La sconfitta italiana dopo l'otto settembre 1943 scatenò un odio e una violenza incredibili verso l'Italia, anche per fatti e responsabilità esclusivamente dei tedeschi che di fatto controllavano completamente il Nord Italia, anche dietro il paravento della velleitaria e insignificante RSI.
Le foibe e soprattutto la fuga di massa di circa 300000 abitanti da quelle zone furono il prezzo fatto pagare al nostro Paese in modo violento e senza giustificazione alcuna nei confronti della popolazione civile e inerme.

Gaetano Bucci
Gaetano Bucci
2 anni fa

Con questo post, me ne dispiace molto, l'Anpi di Corato getta ancora una volta discredito soprattutto verso se stessa e conferma la sua vocazione assolutamente “partigiana”, ovvero assolutamente divisiva rispetto alla nostra storia comune e alla necessità di pacificazione nazione, difendendo il dogma inesistente della “assoluta unicità dell'olocausto”. Non so se questo rientra nel piano di ideologizzazione della nostra comunità iniziato dopo le ultime elezioni amministrative. Se così fosse sarebbe un gravissimo errore che difficilmente sarà perdonato da Corato, città libera e comunità orgogliosa di se stessa.

Antonello Rustico
Antonello Rustico
2 anni fa

Ottimo articolo Giovanni. Mi sembra chiaro e completo.

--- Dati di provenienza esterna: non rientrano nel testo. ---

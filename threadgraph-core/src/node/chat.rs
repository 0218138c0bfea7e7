use super::{Context, Node, NodeConfig};
use crate::completion::{ChatModel, MessageAccumulator, ModelDelta, ModelRequest};
use crate::graph::TurnEvent;
use crate::tool::ToolSchema;
use crate::types::{ChatState, Message, ModelError, NodeError, NodeResult, Role};
use async_trait::async_trait;
use futures::StreamExt;
use std::fmt;
use std::sync::Arc;
use std::time::Duration;
use tokio::sync::mpsc::Sender;
use tokio::time::timeout;
use tracing::{debug, warn};

/// Model inference phase: asks the model for the next assistant message.
pub struct ChatNode {
    name: String,
    model: Arc<dyn ChatModel>,
    tools: Vec<ToolSchema>,
    system_prompt: Option<String>,
    config: NodeConfig,
}

impl fmt::Debug for ChatNode {
    fn fmt(&self, f: &mut fmt::Formatter<'_>) -> fmt::Result {
        f.debug_struct("ChatNode")
            .field("name", &self.name)
            .field("tools", &self.tools.iter().map(|t| &t.name).collect::<Vec<_>>())
            .field("system_prompt", &self.system_prompt)
            .field("config", &self.config)
            .finish()
    }
}

impl ChatNode {
    pub fn new(model: Arc<dyn ChatModel>) -> Self {
        Self {
            name: "chat_node".to_string(),
            model,
            tools: Vec::new(),
            system_prompt: None,
            config: NodeConfig::default(),
        }
    }

    /// Schemas advertised to the model on every inference.
    pub fn with_tools(mut self, tools: Vec<ToolSchema>) -> Self {
        self.tools = tools;
        self
    }

    pub fn with_system_prompt(mut self, prompt: impl Into<String>) -> Self {
        self.system_prompt = Some(prompt.into());
        self
    }

    pub fn with_config(mut self, config: NodeConfig) -> Self {
        self.config = config;
        self
    }

    pub fn config(&self) -> &NodeConfig {
        &self.config
    }

    fn request(&self, ctx: &Context, state: &ChatState) -> ModelRequest {
        ModelRequest {
            messages: state.messages.clone(),
            tools: self.tools.clone(),
            system_prompt: self.system_prompt.clone(),
            call_options: ctx.call_options(),
        }
    }

    fn limit(&self) -> Duration {
        Duration::from_secs(self.config.timeout)
    }

    async fn invoke_once(&self, request: ModelRequest) -> Result<Message, ModelError> {
        match timeout(self.limit(), self.model.invoke(request)).await {
            Ok(result) => result.map(Message::with_call_ids_filled),
            Err(_) => Err(ModelError::Timeout(self.config.timeout)),
        }
    }

    /// Same as [`Node::process`], forwarding assistant text to `events` as it arrives.
    pub async fn process_streaming(
        &self,
        ctx: &Context,
        state: &ChatState,
        events: &Sender<TurnEvent>,
    ) -> NodeResult {
        let request = self.request(ctx, state);
        let mut stream = match timeout(self.limit(), self.model.stream(request)).await {
            Ok(stream) => stream?,
            Err(_) => return Err(ModelError::Timeout(self.config.timeout).into()),
        };

        let mut accumulator = MessageAccumulator::new();
        while let Some(delta) = stream.next().await {
            let delta = delta?;
            if let ModelDelta::Content(text) = &delta {
                // A closed receiver means the turn is being torn down
                let _ = events
                    .send(TurnEvent::Delta {
                        role: Role::Assistant,
                        content: text.clone(),
                    })
                    .await;
            }
            accumulator.push(&delta);
        }

        let message = accumulator.finish()?;
        debug!(
            thread_id = %ctx.thread_id,
            tool_calls = message.tool_calls.len(),
            "streamed inference finished"
        );
        Ok(vec![message])
    }
}

#[async_trait]
impl Node for ChatNode {
    async fn process(&self, ctx: &Context, state: &ChatState) -> NodeResult {
        let attempts = self.config.max_retries.max(1);
        let mut attempt = 1;
        loop {
            match self.invoke_once(self.request(ctx, state)).await {
                Ok(message) => {
                    debug!(
                        thread_id = %ctx.thread_id,
                        attempt,
                        tool_calls = message.tool_calls.len(),
                        "inference finished"
                    );
                    return Ok(vec![message]);
                }
                Err(e @ ModelError::MalformedResponse(_)) => return Err(NodeError::Model(e)),
                Err(e) if attempt < attempts => {
                    warn!(thread_id = %ctx.thread_id, attempt, error = %e, "inference failed, retrying");
                    attempt += 1;
                }
                Err(e) => return Err(NodeError::Model(e)),
            }
        }
    }

    fn name(&self) -> &str {
        &self.name
    }
}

Certo il discorso è complesso come la situazione generale del confine orientale italiano. Semplificare non aiuta e tacere sul passato distorce la realtà. Bene hai fatto ner ricordare tutta storia, non solo gli ultimi anni. Complimenti!

il pelato
il pelato
2 anni fa

Non posso competere su un argomento così delicato e importante socialmente, vista la mia età
non ero presente, le mie informazioni storiche e tantomeno la mia cultura non sono così erudite, ottima disamina di parte dell'articolo non capisco perchè i fatti vengano attribuiti ai fascisti ci tengo a sottolineare che lungi da me tale ideologia, perchè si nasconde che siano stati gli Slavi appartenenti alla Confederazione Russa ovvero Comunista gli autori di tali efferatezze, perchè nascondere la verità, i nuclei partigiani parteciparono attivamente agli eccidi, non me ne vogliano i PROFESSORI se da anni i testi storici vengono vengono adulterati.

Amos D.
Amos D.
2 anni fa

Grazie professore per questa lettera lunga e sofferta, ma forse necessaria, contro l'abuso politico della verità storica, il cui fine ultimo è delegittimare la lotta antifascista dei popoli, sia italiani sia slavi. Sempre con il massimo rispetto per gli innocenti che hanno perso la propria vita o la propria casa.